Random Relatable Conversations
by Sprintjump
Summary: Tim and Dick have random conversation that we can all relate to. Just some brotherly love and humor. One-shot, but I will make more conversations with different characters if you want.
1. Dick and Tim

Tim and Dick were sitting on a park bench in Gotham, in, you guessed it, sunglasses. Magical glasses that covered just your eyes and no one can tell who you are even though your like, the most famous kid on Earth.

Dick was drinking some coca cola from McDonald's, when he and Tom got into one of their random conversations that had no purpose.

"Did you ever say 'No we can't!" when you watched Bob the Builder when you were younger? " he said.

"Who wouldn't?" Tim answered. "Do you hate those moments when Bruce yells for you from downstairs and you tell back 'WHAT?" and he doesn't answer so you have to walk downstairs to see what he wants for fear the Joker's got him? "

"OF COURSE!' Dick laughed.

"You know, if Cinderella's shoes fits perfectly, then why'd it fall off?" Dick said.

Tim shrugged, "Disney defies all logic ".

Dick agreed.

He took another ship of his soda.

"If you could travel around the world with one person, who would you pick?" Dick said.

Tim thought for a moment.

"Dora. That b**** got everything in her backpack. "

Dick laughed.

"Some people just need a high five. In the face. With a chair." Tim said.

"So true", Dick said.

"I laugh harder when I'm trying to explain why I'm laughing. " Tim thought out loud.

"Agreed".

"Spongebob is better than Adele." Dick stated.

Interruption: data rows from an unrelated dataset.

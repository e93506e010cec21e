//! Application error types using thiserror
//!
//! Error hierarchy:
//! - ManifestError: Issues reading composer.json / composer.lock
//! - ConfigError: Issues with CLI configuration
//!
//! The classifier itself is total and has no error type.

use std::path::PathBuf;
use thiserror::Error;

/// Application-level error type
#[derive(Error, Debug)]
pub enum AppError {
    /// Manifest file related errors
    #[error(transparent)]
    Manifest(#[from] ManifestError),

    /// Configuration related errors
    #[error(transparent)]
    Config(#[from] ConfigError),
}

/// Errors related to composer file operations
#[derive(Error, Debug)]
pub enum ManifestError {
    /// Manifest file not found
    #[error("manifest file not found: {path}")]
    NotFound { path: PathBuf },

    /// Failed to read manifest file
    #[error("failed to read manifest file {path}: {source}")]
    ReadError {
        path: PathBuf,
        #[source]
        source: std::io::Error,
    },

    /// JSON parsing error
    #[error("failed to parse JSON in {path}: {message}")]
    JsonParseError { path: PathBuf, message: String },

    /// A section exists but has the wrong shape
    #[error("invalid '{section}' section in {path}: {message}")]
    InvalidSection {
        path: PathBuf,
        section: String,
        message: String,
    },
}

/// Errors related to configuration
#[derive(Error, Debug)]
pub enum ConfigError {
    /// Invalid ad-hoc package specification
    #[error("invalid package '{value}': expected 'vendor/name' or 'vendor/name:type'")]
    InvalidPackageSpec { value: String },

    /// Invalid path
    #[error("invalid path '{path}': {message}")]
    InvalidPath { path: PathBuf, message: String },
}

impl ManifestError {
    /// Creates a new NotFound error
    pub fn not_found(path: impl Into<PathBuf>) -> Self {
        ManifestError::NotFound { path: path.into() }
    }

    /// Creates a new ReadError
    pub fn read_error(path: impl Into<PathBuf>, source: std::io::Error) -> Self {
        ManifestError::ReadError {
            path: path.into(),
            source,
        }
    }

    /// Creates a new JsonParseError
    pub fn json_parse_error(path: impl Into<PathBuf>, message: impl Into<String>) -> Self {
        ManifestError::JsonParseError {
            path: path.into(),
            message: message.into(),
        }
    }

    /// Creates a new InvalidSection error
    pub fn invalid_section(
        path: impl Into<PathBuf>,
        section: impl Into<String>,
        message: impl Into<String>,
    ) -> Self {
        ManifestError::InvalidSection {
            path: path.into(),
            section: section.into(),
            message: message.into(),
        }
    }
}

impl ConfigError {
    /// Creates a new InvalidPackageSpec error
    pub fn invalid_package_spec(value: impl Into<String>) -> Self {
        ConfigError::InvalidPackageSpec {
            value: value.into(),
        }
    }
}

#[cfg(test)]
mod tests {
    use super::*;

    #[test]
    fn test_manifest_error_not_found() {
        let err = ManifestError::not_found("/path/to/composer.lock");
        let msg = format!("{}", err);
        assert!(msg.contains("manifest file not found"));
        assert!(msg.contains("composer.lock"));
    }

    #[test]
    fn test_manifest_error_read() {
        let io = std::io::Error::new(std::io::ErrorKind::PermissionDenied, "denied");
        let err = ManifestError::read_error("/path/to/composer.json", io);
        let msg = format!("{}", err);
        assert!(msg.contains("failed to read manifest file"));
        assert!(msg.contains("denied"));
    }

    #[test]
    fn test_manifest_error_json_parse() {
        let err = ManifestError::json_parse_error("/path/to/composer.json", "unexpected token");
        let msg = format!("{}", err);
        assert!(msg.contains("failed to parse JSON"));
        assert!(msg.contains("unexpected token"));
    }

    #[test]
    fn test_manifest_error_invalid_section() {
        let err = ManifestError::invalid_section(
            "/path/to/composer.json",
            "extra.shared-package",
            "expected an object",
        );
        let msg = format!("{}", err);
        assert!(msg.contains("invalid 'extra.shared-package' section"));
        assert!(msg.contains("expected an object"));
    }

    #[test]
    fn test_config_error_invalid_package_spec() {
        let err = ConfigError::invalid_package_spec(":library");
        let msg = format!("{}", err);
        assert!(msg.contains("invalid package ':library'"));
    }

    #[test]
    fn test_config_error_invalid_path() {
        let err = ConfigError::InvalidPath {
            path: "/missing".into(),
            message: "not a directory".to_string(),
        };
        let msg = format!("{}", err);
        assert!(msg.contains("invalid path '/missing'"));
    }

    #[test]
    fn test_app_error_from_manifest_error() {
        let app_err: AppError = ManifestError::not_found("/path").into();
        let msg = format!("{}", app_err);
        assert!(msg.contains("manifest file not found"));
    }

    #[test]
    fn test_app_error_from_config_error() {
        let app_err: AppError = ConfigError::invalid_package_spec("bad:").into();
        let msg = format!("{}", app_err);
        assert!(msg.contains("invalid package"));
    }

    #[test]
    fn test_error_debug_trait() {
        let err = ManifestError::not_found("/test");
        let debug = format!("{:?}", err);
        assert!(debug.contains("NotFound"));
    }
}
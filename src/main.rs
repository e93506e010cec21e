//! sharepkg - Shared package classifier CLI
//!
//! Reads `extra.shared-package` from composer.json and reports, for every
//! package in composer.lock, whether it would be installed as a shared package.

use clap::Parser;
use sharepkg::cli::CliArgs;
use sharepkg::orchestrator::Orchestrator;
use sharepkg::output::{create_formatter, OutputConfig};
use std::io::{self, Write};
use std::process::ExitCode;
use tracing_subscriber::EnvFilter;

fn main() -> ExitCode {
    let args = CliArgs::parse();
    init_logging(args.verbose);

    match run(args) {
        Ok(exit_code) => exit_code,
        Err(e) => {
            eprintln!("Error: {}", e);
            ExitCode::FAILURE
        }
    }
}

/// Log to stderr; `RUST_LOG` overrides, `--verbose` raises the default to debug
fn init_logging(verbose: bool) {
    let default_level = if verbose { "sharepkg=debug" } else { "warn" };
    let filter =
        EnvFilter::try_from_default_env().unwrap_or_else(|_| EnvFilter::new(default_level));
    tracing_subscriber::fmt()
        .with_env_filter(filter)
        .with_writer(io::stderr)
        .with_target(false)
        .init();
}

/// Main application logic
fn run(args: CliArgs) -> anyhow::Result<ExitCode> {
    if args.verbose {
        eprintln!("sharepkg v{}", env!("CARGO_PKG_VERSION"));
        eprintln!("Config: {}", args.config_path().display());
        if !args.has_adhoc_packages() {
            eprintln!("Lock: {}", args.lock_path().display());
        }
    }

    let mut output_config =
        OutputConfig::from_cli(args.json, args.verbose, args.quiet, args.shared_only);
    if args.no_color {
        output_config = output_config.without_color();
    }

    let orchestrator = Orchestrator::new(args)?;
    let summary = orchestrator.run()?;

    let formatter = create_formatter(output_config);
    let mut stdout = io::stdout().lock();
    formatter.format(&summary, &mut stdout)?;
    stdout.flush()?;

    Ok(ExitCode::SUCCESS)
}
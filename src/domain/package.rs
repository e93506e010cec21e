//! Installable package as seen by the classifier

use serde::{Deserialize, Serialize};
use std::fmt;

/// Composer's implicit package type when `type` is omitted
pub const DEFAULT_PACKAGE_TYPE: &str = "library";

/// Represents an installable package
#[derive(Debug, Clone, PartialEq, Eq, Serialize, Deserialize)]
pub struct Package {
    /// Pretty name, usually `vendor/name`
    pub pretty_name: String,
    /// Declared package type
    pub package_type: String,
    /// Locked version, if known
    #[serde(skip_serializing_if = "Option::is_none")]
    pub version: Option<String>,
    /// Whether this is a development dependency
    pub is_dev: bool,
}

impl Package {
    /// Creates a new production package without a version
    pub fn new(pretty_name: impl Into<String>, package_type: impl Into<String>) -> Self {
        Self {
            pretty_name: pretty_name.into(),
            package_type: package_type.into(),
            version: None,
            is_dev: false,
        }
    }

    /// Creates a package of the default `library` type
    pub fn library(pretty_name: impl Into<String>) -> Self {
        Self::new(pretty_name, DEFAULT_PACKAGE_TYPE)
    }

    /// Sets the locked version (builder pattern)
    pub fn with_version(mut self, version: impl Into<String>) -> Self {
        self.version = Some(version.into());
        self
    }

    /// Marks the package as a development dependency (builder pattern)
    pub fn dev(mut self, is_dev: bool) -> Self {
        self.is_dev = is_dev;
        self
    }

    pub fn pretty_name(&self) -> &str {
        &self.pretty_name
    }

    pub fn package_type(&self) -> &str {
        &self.package_type
    }
}

impl fmt::Display for Package {
    fn fmt(&self, f: &mut fmt::Formatter<'_>) -> fmt::Result {
        write!(f, "{}", self.pretty_name)?;
        if let Some(version) = &self.version {
            write!(f, "@{}", version)?;
        }
        let dev_marker = if self.is_dev { " (dev)" } else { "" };
        write!(f, "{} [{}]", dev_marker, self.package_type)
    }
}
//! composer.lock reader for the package catalog
//!
//! Handles:
//! - `packages` section (production)
//! - `packages-dev` section (development)
//! - Missing `type`, which Composer treats as `library`

use crate::domain::{Package, DEFAULT_PACKAGE_TYPE};
use crate::error::ManifestError;
use serde::Deserialize;
use std::path::PathBuf;

/// Parser for composer.lock files
pub struct ComposerLockParser;

#[derive(Debug, Deserialize)]
struct LockFile {
    #[serde(default)]
    packages: Vec<LockedPackage>,
    #[serde(default, rename = "packages-dev")]
    packages_dev: Vec<LockedPackage>,
}

#[derive(Debug, Deserialize)]
struct LockedPackage {
    name: String,
    #[serde(default)]
    version: Option<String>,
    #[serde(default, rename = "type")]
    package_type: Option<String>,
}

impl LockedPackage {
    fn into_package(self, is_dev: bool) -> Package {
        let package_type = self
            .package_type
            .unwrap_or_else(|| DEFAULT_PACKAGE_TYPE.to_string());
        let mut package = Package::new(self.name, package_type).dev(is_dev);
        if let Some(version) = self.version {
            package = package.with_version(version);
        }
        package
    }
}

impl ComposerLockParser {
    /// Parse every locked package, production entries first
    pub fn parse(&self, content: &str) -> Result<Vec<Package>, ManifestError> {
        let lock: LockFile = serde_json::from_str(content).map_err(|e| {
            ManifestError::json_parse_error(PathBuf::from(super::COMPOSER_LOCK), e.to_string())
        })?;

        let packages: Vec<Package> = lock
            .packages
            .into_iter()
            .map(|p| p.into_package(false))
            .chain(lock.packages_dev.into_iter().map(|p| p.into_package(true)))
            .collect();

        tracing::debug!(count = packages.len(), "parsed composer.lock");
        Ok(packages)
    }
}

"How?" Tim said disbelievingly.

"She can set fire to the rain, but Spongebob can set campfires underwater."

"Wow ". Tim groaned.

"Whenever I'm in the shower, I always think about the origin of life and the universe."

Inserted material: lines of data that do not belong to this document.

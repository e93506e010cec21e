//! Classifier verdicts and the rule that produced them

use serde::{Deserialize, Serialize};
use std::fmt;

/// Which rule of the decision chain settled the verdict
#[derive(Debug, Clone, PartialEq, Eq, Serialize, Deserialize)]
#[serde(tag = "rule", rename_all = "snake_case")]
pub enum Reason {
    /// The plugin's own package, never shared
    SelfExcluded,
    /// `package-list` contains `*`
    AllShared,
    /// Package declares the plugin-managed type
    PackageType,
    /// A `package-list` entry matched the name
    PackageList { pattern: String },
    /// The last include pattern matched and no exclude did
    Included { pattern: String },
    /// The last include pattern did not match
    NotIncluded,
    /// An exclude pattern matched
    Excluded { pattern: String },
    /// No rule applied
    Default,
}

impl Reason {
    /// Short machine-friendly label
    pub fn label(&self) -> &'static str {
        match self {
            Reason::SelfExcluded => "self_excluded",
            Reason::AllShared => "all_shared",
            Reason::PackageType => "package_type",
            Reason::PackageList { .. } => "package_list",
            Reason::Included { .. } => "included",
            Reason::NotIncluded => "not_included",
            Reason::Excluded { .. } => "excluded",
            Reason::Default => "default",
        }
    }
}

impl fmt::Display for Reason {
    fn fmt(&self, f: &mut fmt::Formatter<'_>) -> fmt::Result {
        match self {
            Reason::SelfExcluded => write!(f, "plugin package"),
            Reason::AllShared => write!(f, "all packages shared"),
            Reason::PackageType => write!(f, "shared package type"),
            Reason::PackageList { pattern } => write!(f, "package list '{}'", pattern),
            Reason::Included { pattern } => write!(f, "included by '{}'", pattern),
            Reason::NotIncluded => write!(f, "not included"),
            Reason::Excluded { pattern } => write!(f, "excluded by '{}'", pattern),
            Reason::Default => write!(f, "default"),
        }
    }
}

/// Verdict for a single package
#[derive(Debug, Clone, PartialEq, Eq, Serialize, Deserialize)]
pub struct Decision {
    /// Install to the shared location
    pub shared: bool,
    /// Rule that produced the verdict
    pub reason: Reason,
}

impl Decision {
    pub fn shared(reason: Reason) -> Self {
        Self {
            shared: true,
            reason,
        }
    }

    pub fn local(reason: Reason) -> Self {
        Self {
            shared: false,
            reason,
        }
    }
}
//! Compiled `package-list` entries

use regex::Regex;

/// Characters a `*` stands for in a `package-list` entry
const WILDCARD_CLASS: &str = "[a-zA-Z0-9_-]+";

/// A compiled predicate over a package's pretty name
#[derive(Debug, Clone)]
pub enum Matcher {
    /// Entry without `*`, compared for string equality
    Exact(String),
    /// Entry with `*`, searched anywhere in the name
    Wildcard { pattern: String, regex: Regex },
    /// Entry whose wildcard expansion is not a valid regex; never matches
    Invalid(String),
}

impl Matcher {
    /// Compile a single `package-list` entry
    pub fn compile(entry: &str) -> Self {
        if !entry.contains('*') {
            return Matcher::Exact(entry.to_string());
        }

        // Unanchored: `acme/*` also matches `other/acme/foo`
        let expanded = entry.replace('*', WILDCARD_CLASS);
        match Regex::new(&expanded) {
            Ok(regex) => Matcher::Wildcard {
                pattern: entry.to_string(),
                regex,
            },
            Err(e) => {
                tracing::warn!(entry, error = %e, "package-list entry never matches");
                Matcher::Invalid(entry.to_string())
            }
        }
    }

    /// Test a pretty name against this matcher
    pub fn matches(&self, pretty_name: &str) -> bool {
        match self {
            Matcher::Exact(name) => name == pretty_name,
            Matcher::Wildcard { regex, .. } => regex.is_match(pretty_name),
            Matcher::Invalid(_) => false,
        }
    }

    /// The configured entry this matcher was compiled from
    pub fn pattern(&self) -> &str {
        match self {
            Matcher::Exact(name) => name,
            Matcher::Wildcard { pattern, .. } => pattern,
            Matcher::Invalid(entry) => entry,
        }
    }
}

"I wondered why you took so long. It's no fun since you moved out . No more yelling from Bruce for you to get out of the shower."

"Hmm".

Dick grinned. "This is Sparta!"

Tim chuckled. "No, this is Patrick!"

In the distance, an alarm went off.

"For old times sake?" Tim grinned.

Dick scrubbed his almost-brother's hair.

"Why not?"

**This is just a little something I got in the middle of math class, (My inspiration hub). R&R. I might make a few more with different characters if you guys want. **

**Stay thirsty my friends.**


	2. Barbara and Cassie

Cassie and Barbara are sitting on the same bench in Gotham in some magical sunglasses that defies how the human eye sees.

"Instead of typing LOL I want to type LSIMHBIWFEFMTALOL," Cassie mused.

"What? " Barbara asked confused.

"Laughing silently in my head because it wasn't funny enough for me to actually laugh out loud," Cassie explained.

"Hmm." Barbara took a sip of her diet coke she had got from McDonald's. "After Monday and Tuesday, even the calendar says W T F."

"Everyone does," Cassie pointed out. "You know, Jasmine was in a relationship with a homeless boy, Snow White lived alone with seven men, Pinocchio was a liar, Robin Hood was a thief, Tarzan walked around 95% naked, a stranger kissed Sleeping Beauty and she married him, and Cinderella snuck out to go to a party at midnight. No wonder we are all rebels. "

"Disney defies all logic," Barbara said.

"Every time I hear ROFL I think of Scooby Doo trying to say waffle." Cassie stated.

"Scooby Dooby Doo!" Barbara laughed.

"A straightjacket is just a snuggie with straps."

Cassie thought a moment. "I envy the Joker."

The girls laughed.

"Whenever I see a teacher out of school, I say in my head silently,'You have no power here!'" Cassie declared.

Babs agreed. "At any given time the urge to sing 'The Lion Sleeps Tonight' is just a whim away. ..."

"A whim away! A whim away! A whim away!" the girls said together laughing.

More diet coke.

"Teachers act so fake when the principal is in the room," Cassie missed.

"They are evil witches the rest of the time." Barbara said.

More Laughing.

"My dad accused me of being a liar and I said, 'Tooth fairy, Santa Claus, and Easter Bunny,' and walked away like a boss. " Barbara giggled.

"Oh my gosh!" Cassie laughed.

"Do you know what 'LSHIDMTAMSFO' means?" Babs challenged.

"Laughing so hard I dropped my taco and my sombrero fell off!" Cassie said victoriously.

"BEST. FRIEND. EVER."


End file.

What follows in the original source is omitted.